For our part going to see the last shuttle launch was a bit of a whim. Our oldest boy loves astronomy and all things space-related, so that was enough of an excuse. So we packed up into the van for the 30-plus-hour drive to Cape Canaveral.

Along the way we got to see what’s left of America after the great financial crash of 2008. The all-night radio was full of news on the jobless rate in the U.S., now at something like 9.1 percent, and the stalled growth in hiring, sputtering along at only 18,000 new jobs last month. The eeriest part of this was the deserted freeways in northern New England on July 4th. Obviously, vacationers were not travelling in droves to spend their money. When we stopped in Massachusetts at a pretty—and normally very busy—historic inn it wasn’t even half full.

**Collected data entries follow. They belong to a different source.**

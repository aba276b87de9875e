use std::{any::Any, fmt, sync::Arc};

use tracing::trace;

use super::customer::downcast_customer;
use super::{
    normalize, specifiers, unsupported, Culture, CustomerFormatter, FormatError, FormatProvider,
    SEPARATOR,
};

/// Adds the `S` (short name) specifier on top of another provider.
///
/// `S` renders every word of the name but the last as its initial followed
/// by a period: `John Clark Robin Doe` becomes `J. C. R. Doe`. It cannot be
/// combined with `N`. Every other letter is resolved by the wrapped
/// provider, and format strings without `S` are handed to it untouched.
#[derive(Clone)]
pub struct ShortNameFormatProvider {
    inner: Arc<dyn FormatProvider>,
}

impl ShortNameFormatProvider {
    pub const SHORT_NAME: char = 'S';

    /// Wraps a [`CustomerFormatter`] pinned to the invariant culture.
    pub fn new() -> Self {
        Self::wrap(CustomerFormatter::with_culture(Culture::invariant()))
    }

    pub fn wrap<P: FormatProvider + 'static>(inner: P) -> Self {
        Self::from_shared(Arc::new(inner))
    }

    pub fn from_shared(inner: Arc<dyn FormatProvider>) -> Self {
        Self { inner }
    }

    pub fn inner(&self) -> &Arc<dyn FormatProvider> {
        &self.inner
    }

    pub fn short_name(name: &str) -> String {
        let words: Vec<&str> = name.split_whitespace().collect();
        let Some((last, initials)) = words.split_last() else {
            return String::new();
        };
        initials
            .iter()
            .filter_map(|word| word.chars().next())
            .map(|initial| format!("{}.", initial))
            .chain(std::iter::once(last.to_string()))
            .collect::<Vec<_>>()
            .join(" ")
    }

    fn check_combination(format: &str) -> Result<(), FormatError> {
        if format.contains(CustomerFormatter::NAME) {
            return Err(FormatError::ConflictingSpecifiers {
                format: format.to_owned(),
                first: CustomerFormatter::NAME,
                second: Self::SHORT_NAME,
            });
        }
        if format.matches(Self::SHORT_NAME).count() > 1 {
            return Err(FormatError::DuplicateSpecifier {
                format: format.to_owned(),
                specifier: Self::SHORT_NAME,
            });
        }
        Ok(())
    }
}

impl Default for ShortNameFormatProvider {
    fn default() -> Self {
        Self::new()
    }
}

impl fmt::Debug for ShortNameFormatProvider {
    fn fmt(&self, f: &mut fmt::Formatter<'_>) -> fmt::Result {
        f.debug_struct("ShortNameFormatProvider").finish_non_exhaustive()
    }
}

impl FormatProvider for ShortNameFormatProvider {
    fn format(
        &self,
        format: Option<&str>,
        value: &dyn Any,
        culture: Option<&Culture>,
    ) -> Result<String, FormatError> {
        let normalized = normalize(format);
        if !normalized.contains(Self::SHORT_NAME) {
            trace!(format = %normalized, "delegating to wrapped provider");
            return self.inner.format(format, value, culture);
        }

        let customer = downcast_customer(value)?;
        Self::check_combination(&normalized)?;

        let parts = specifiers(&normalized)?
            .into_iter()
            .map(|specifier| match specifier {
                Self::SHORT_NAME => Ok(Self::short_name(customer.name())),
                other => self
                    .inner
                    .resolve(other, value, culture)?
                    .ok_or_else(|| unsupported(&normalized, other)),
            })
            .collect::<Result<Vec<_>, _>>()?;
        Ok(parts.join(SEPARATOR))
    }

    fn resolve(
        &self,
        specifier: char,
        value: &dyn Any,
        culture: Option<&Culture>,
    ) -> Result<Option<String>, FormatError> {
        match specifier.to_ascii_uppercase() {
            Self::SHORT_NAME => {
                let customer = downcast_customer(value)?;
                Ok(Some(Self::short_name(customer.name())))
            }
            _ => self.inner.resolve(specifier, value, culture),
        }
    }
}

#[cfg(test)]
mod tests {
    use num_format::{CustomFormat, Grouping, ToFormattedString};
    use rust_decimal::prelude::ToPrimitive;
    use rust_decimal_macros::dec;

    use super::*;
    use crate::domain::{Customer, ErrorKind};
    use crate::format::FormatProviderExt;

    fn customer(name: &str) -> Customer {
        Customer::new(Some(name), Some("+1 (425) 555-0100"), dec!(1000.52)).unwrap()
    }

    fn short(name: &str, format: &str) -> Result<String, FormatError> {
        ShortNameFormatProvider::new().format(Some(format), &customer(name), None)
    }

    #[test]
    fn test_short_name_formats() {
        assert_eq!(
            short("John Doe", "SP").unwrap(),
            "J. Doe, +1 (425) 555-0100"
        );
        assert_eq!(
            short("John Doe", "sPR").unwrap(),
            "J. Doe, +1 (425) 555-0100, 1000.52"
        );
        assert_eq!(short("John Doe", "rs").unwrap(), "1000.52, J. Doe");
        assert_eq!(
            short("John Doe", "PSR").unwrap(),
            "+1 (425) 555-0100, J. Doe, 1000.52"
        );
        assert_eq!(short("John Clark Robin Doe", "S").unwrap(), "J. C. R. Doe");
        assert_eq!(
            short("Кирилл Александрович Севкович", "S").unwrap(),
            "К. А. Севкович"
        );
    }

    #[test]
    fn test_invalid_combinations() {
        for format in ["SS", "NS", "NSR", "SN", "SG", "SPP", "SX"] {
            let error = short("John Doe", format).unwrap_err();
            assert_eq!(error.kind(), ErrorKind::FormatInvalid, "{}", format);
        }
        assert_eq!(
            short("John Doe", "NS"),
            Err(FormatError::ConflictingSpecifiers {
                format: "NS".to_owned(),
                first: 'N',
                second: 'S'
            })
        );
        assert_eq!(
            short("John Doe", "ss"),
            Err(FormatError::DuplicateSpecifier {
                format: "SS".to_owned(),
                specifier: 'S'
            })
        );
    }

    #[test]
    fn test_without_short_name_delegates() {
        let provider = ShortNameFormatProvider::new();
        let customer = customer("John Doe");
        assert_eq!(
            provider.format(Some("G"), &customer, None).unwrap(),
            "John Doe, +1 (425) 555-0100, 1000.52"
        );
        assert_eq!(
            provider.format(None, &customer, None).unwrap(),
            "John Doe, +1 (425) 555-0100, 1000.52"
        );
        assert_eq!(
            provider.format(Some("rn"), &customer, None).unwrap(),
            "1000.52, John Doe"
        );
    }

    #[test]
    fn test_value_type() {
        let provider = ShortNameFormatProvider::new();
        let error = provider.format(Some("S"), &"John Doe", None).unwrap_err();
        assert!(matches!(error, FormatError::UnsupportedValue { .. }));
        // without S the wrapped formatter decides
        let error = provider.format(Some("P"), &17_i64, None).unwrap_err();
        assert!(matches!(error, FormatError::UnsupportedValue { .. }));
    }

    #[test]
    fn test_wrapped_culture() {
        let provider = ShortNameFormatProvider::wrap(CustomerFormatter::with_culture(
            Culture::new("ru-RU").unwrap(),
        ));
        assert_eq!(
            provider
                .format(Some("SR"), &customer("John Doe"), None)
                .unwrap(),
            "J. Doe, 1000,52"
        );
        assert_eq!(
            provider
                .format(Some("SR"), &customer("John Doe"), Some(&Culture::invariant()))
                .unwrap(),
            "J. Doe, 1000.52"
        );
    }

    #[test]
    fn test_display_adapter() {
        let provider = ShortNameFormatProvider::new();
        let customer = customer("John Alex Doe");
        assert_eq!(
            format!("Customer: {}", provider.display("SP", &customer)),
            "Customer: J. A. Doe, +1 (425) 555-0100"
        );
        let russian = Culture::new("ru").unwrap();
        assert_eq!(
            provider.display("RS", &customer).with_culture(&russian).to_string(),
            "1000,52, J. A. Doe"
        );
    }

    #[test]
    fn test_display_adapter_checked_path() {
        let provider = ShortNameFormatProvider::new();
        let customer = customer("John Doe");
        assert!(provider.format(Some("NS"), &customer, None).is_err());
    }

    #[test]
    #[should_panic]
    fn test_display_adapter_panics_on_invalid_format() {
        let provider = ShortNameFormatProvider::new();
        let customer = customer("John Doe");
        let _ = format!("{}", provider.display("NS", &customer));
    }

    /// Groups revenue thousands with ", " so that the rendered field itself
    /// contains the separator used to join fields.
    struct GroupedRevenue(CustomerFormatter);

    impl FormatProvider for GroupedRevenue {
        fn format(
            &self,
            format: Option<&str>,
            value: &dyn Any,
            culture: Option<&Culture>,
        ) -> Result<String, FormatError> {
            self.0.format(format, value, culture)
        }

        fn resolve(
            &self,
            specifier: char,
            value: &dyn Any,
            culture: Option<&Culture>,
        ) -> Result<Option<String>, FormatError> {
            if specifier != CustomerFormatter::REVENUE {
                return self.0.resolve(specifier, value, culture);
            }
            let grouping = CustomFormat::builder()
                .grouping(Grouping::Standard)
                .separator(", ")
                .build()
                .unwrap();
            let revenue = downcast_customer(value)?.revenue();
            let whole = revenue.trunc().to_u64().unwrap();
            Ok(Some(whole.to_formatted_string(&grouping)))
        }
    }

    #[test]
    fn test_field_containing_separator() {
        let provider = ShortNameFormatProvider::wrap(GroupedRevenue(CustomerFormatter::new()));
        let customer = Customer::new(
            Some("John Doe"),
            Some("+1 (425) 555-0100"),
            dec!(1234567.89),
        )
        .unwrap();
        assert_eq!(
            provider.format(Some("RSP"), &customer, None).unwrap(),
            "1, 234, 567, J. Doe, +1 (425) 555-0100"
        );
    }

    #[test]
    fn test_stacked_providers() {
        let inner = ShortNameFormatProvider::new();
        let outer = ShortNameFormatProvider::from_shared(Arc::new(inner.clone()));
        let customer = customer("John Clark Doe");
        assert_eq!(
            outer
                .inner()
                .resolve('S', &customer, None)
                .unwrap()
                .as_deref(),
            Some("J. C. Doe")
        );
        assert_eq!(
            outer.format(Some("PS"), &customer, None).unwrap(),
            "+1 (425) 555-0100, J. C. Doe"
        );
        assert_eq!(
            outer.resolve('s', &customer, None).unwrap().as_deref(),
            Some("J. C. Doe")
        );
        assert_eq!(
            outer.format(Some("G"), &customer, None),
            inner.format(Some("G"), &customer, None)
        );
    }

    #[test]
    fn test_short_name() {
        assert_eq!(ShortNameFormatProvider::short_name("John Doe"), "J. Doe");
        assert_eq!(ShortNameFormatProvider::short_name("Doe"), "Doe");
        assert_eq!(ShortNameFormatProvider::short_name(""), "");
    }
}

The great thing about this was the customer service. The desk clerks and waitresses treated us royally. By the time we got to New York City and Long Island the effect had worn off. A late night gas fill-up in a seedy southern neighbourhood in Queens was, well, a bit scary. Since my credit card didn’t have a zip code attached, I had to go inside and deal with the locals: a couple of toughs in sleeveless T-shirts and an even tougher clerk, an unshaven Middle Easterner with bad skin in a hoodie.

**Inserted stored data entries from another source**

use nalgebra::Matrix3;
use upright::homography::transform_point;
use upright::prelude::*;
use upright::{compute_auto_scale, solve_from_guides};

fn approx_pt(p: [f64; 2], q: [f64; 2], tol: f64) -> bool {
    (p[0] - q[0]).abs() < tol && (p[1] - q[1]).abs() < tol
}

#[test]
fn neutral_params_give_identity_on_any_frame() {
    for frame in [
        Frame::new(1, 1),
        Frame::new(640, 480),
        Frame::new(4000, 3000),
        Frame::new(100, 4000),
    ] {
        let h = build_homography(&GeometryParams::default(), frame, true);
        assert_eq!(h, Matrix3::identity(), "frame {frame:?}");
    }
}

#[test]
fn forward_and_backward_compose_to_identity_for_all_strategies() {
    let frame = Frame::new(1600, 1200);
    let samples = [
        [0.0, 0.0],
        [1600.0, 0.0],
        [0.0, 1200.0],
        [800.0, 600.0],
        [321.0, 987.0],
    ];
    for strategy in [
        RotationStrategy::Simple,
        RotationStrategy::Camera,
        RotationStrategy::LensShift,
    ] {
        for (yaw, pitch, roll) in [(0.0, 12.0, 0.0), (-8.0, 4.0, 2.5), (20.0, -15.0, -6.0)] {
            let params = GeometryParams {
                strategy,
                rotation: RotationParams::new(yaw, pitch, roll),
                scale: 6.0,
                shift_x: 12.0,
                shift_y: -7.0,
                ..Default::default()
            };
            let fwd = build_homography(&params, frame, true);
            let bwd = build_homography(&params, frame, false);
            let prod = fwd * bwd;
            for pt in samples {
                let p = transform_point(&prod, pt).unwrap();
                assert!(
                    approx_pt(p, pt, 1e-5),
                    "{strategy:?} ({yaw},{pitch},{roll}) at {pt:?} -> {p:?}"
                );
            }
        }
    }
}

#[test]
fn auto_scale_is_at_least_one_and_covers_corners() {
    let frame = Frame::new(1000, 750);
    for (yaw, pitch, roll) in [(0.0, 0.0, 0.0), (10.0, 0.0, 0.0), (-6.0, 14.0, 3.0)] {
        let params = GeometryParams {
            rotation: RotationParams::new(yaw, pitch, roll),
            ..Default::default()
        };
        let inv = build_homography(&params, frame, false);
        let zoom = compute_auto_scale(&inv, frame);
        assert!(zoom >= 1.0);

        let [cx, cy] = frame.center();
        let k = 1.0 / zoom;
        let shrink = Matrix3::new(
            k,
            0.0,
            cx * (1.0 - k),
            0.0,
            k,
            cy * (1.0 - k),
            0.0,
            0.0,
            1.0,
        );
        let scaled = shrink * inv;
        for corner in [
            [0.0, 0.0],
            [frame.w(), 0.0],
            [0.0, frame.h()],
            [frame.w(), frame.h()],
        ] {
            let p = transform_point(&scaled, corner).unwrap();
            assert!(
                p[0] >= -1e-6 && p[0] <= frame.w() + 1e-6 && p[1] >= -1e-6
                    && p[1] <= frame.h() + 1e-6,
                "corner {corner:?} sampled out of bounds: {p:?} (zoom {zoom})"
            );
        }
    }
}

#[test]
fn degenerate_inputs_never_crash() {
    // Empty frames.
    let empty = Frame::new(0, 0);
    let h = build_homography(
        &GeometryParams {
            rotation: RotationParams::new(10.0, 5.0, 1.0),
            ..Default::default()
        },
        empty,
        true,
    );
    assert_eq!(h, Matrix3::identity());
    assert_eq!(compute_auto_scale(&Matrix3::identity(), empty), 1.0);

    let (params, residual) = solve_from_guides(&[Guide::new([0.2, 0.2], [0.8, 0.8])], empty);
    assert!(params.is_neutral());
    assert_eq!(residual, 0.0);

    // Zero-length guide on a real frame.
    let (params, residual) =
        solve_from_guides(&[Guide::new([0.4, 0.4], [0.4, 0.4])], Frame::new(800, 600));
    assert!(params.is_neutral());
    assert_eq!(residual, 0.0);

    // Zero-determinant matrix into the auto-scale solver.
    assert_eq!(
        compute_auto_scale(&Matrix3::zeros(), Frame::new(800, 600)),
        1.0
    );
}

#[test]
fn extreme_angles_stay_finite() {
    let frame = Frame::new(2000, 1500);
    let params = GeometryParams {
        rotation: RotationParams::new(85.0, -85.0, 90.0),
        ..Default::default()
    };
    for forward in [true, false] {
        let h = build_homography(&params, frame, forward);
        assert!(h.iter().all(|v| v.is_finite()));
    }
}

#[test]
fn serialized_params_round_trip() {
    let params = GeometryParams {
        rotation: RotationParams::new(3.0, -4.5, 1.25),
        strategy: RotationStrategy::LensShift,
        shear: 8.0,
        aspect: 1.05,
        scale: 20.0,
        shift_x: -14.0,
        shift_y: 3.0,
        ..Default::default()
    };
    let json = serde_json::to_string(&params).unwrap();
    let back: GeometryParams = serde_json::from_str(&json).unwrap();
    assert_eq!(params, back);
}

This was on the way back from maybe the best (or second best) beach in North America near the tony town of Westhampton Beach. Once you find the beach the homes lining the waterfront are wonderful, all architecturally designed and strategically placed facing the sunset on large lots. And the surf crashes up mist in the fading sunlight along a sandy beach that must stretch along 10 miles of coast. Very, very nice.

Back in the van, Barack Obama was on the radio trying to cut a deal with the leaders of Congress and the Senate to get some kind of agreement on America’s budget that would cut the national debt by $4 trillion in a decade. And time is not on his side, or I should say, America’s side, as the country is poised to default on its national debt in two weeks if there’s no deal on the table.

That’s rather bleak news. The big choices are either cutting social services such as Medicare, or raising taxes. But I had to wonder, to whom does America owe this money? To the big banks they just bailed out? Or to investors in the bond market? Turns out they owe the money to pretty much everyone, including some of their own departments and, of course, the Chinese.

And Obama has a big job on his hands. Since Jimmy Carter, who brought the debt down to its lowest levels in a century and Clinton who tried, the Republicans who preceded him: Reagan, Bush I and Bush II have spent the country into a debt of coma-inducing proportions. Which is odd, considering that these arch-conservatives all achieved power by professing to have some understanding of finance. Well, I guess.

Another item in the American news was obesity. Apparently it’s still growing. And, yes, we’ve seen a lot of evidence of it as we’ve travelled south. Given the dire financial straits in the U.S. one would think that people would be eating less, not more. But fat doesn’t work that way, unfortunately. When times are tough the poor tend to eat more cheap carbohydrates, and that means building more fat. So even when they’re gaining they’re losing.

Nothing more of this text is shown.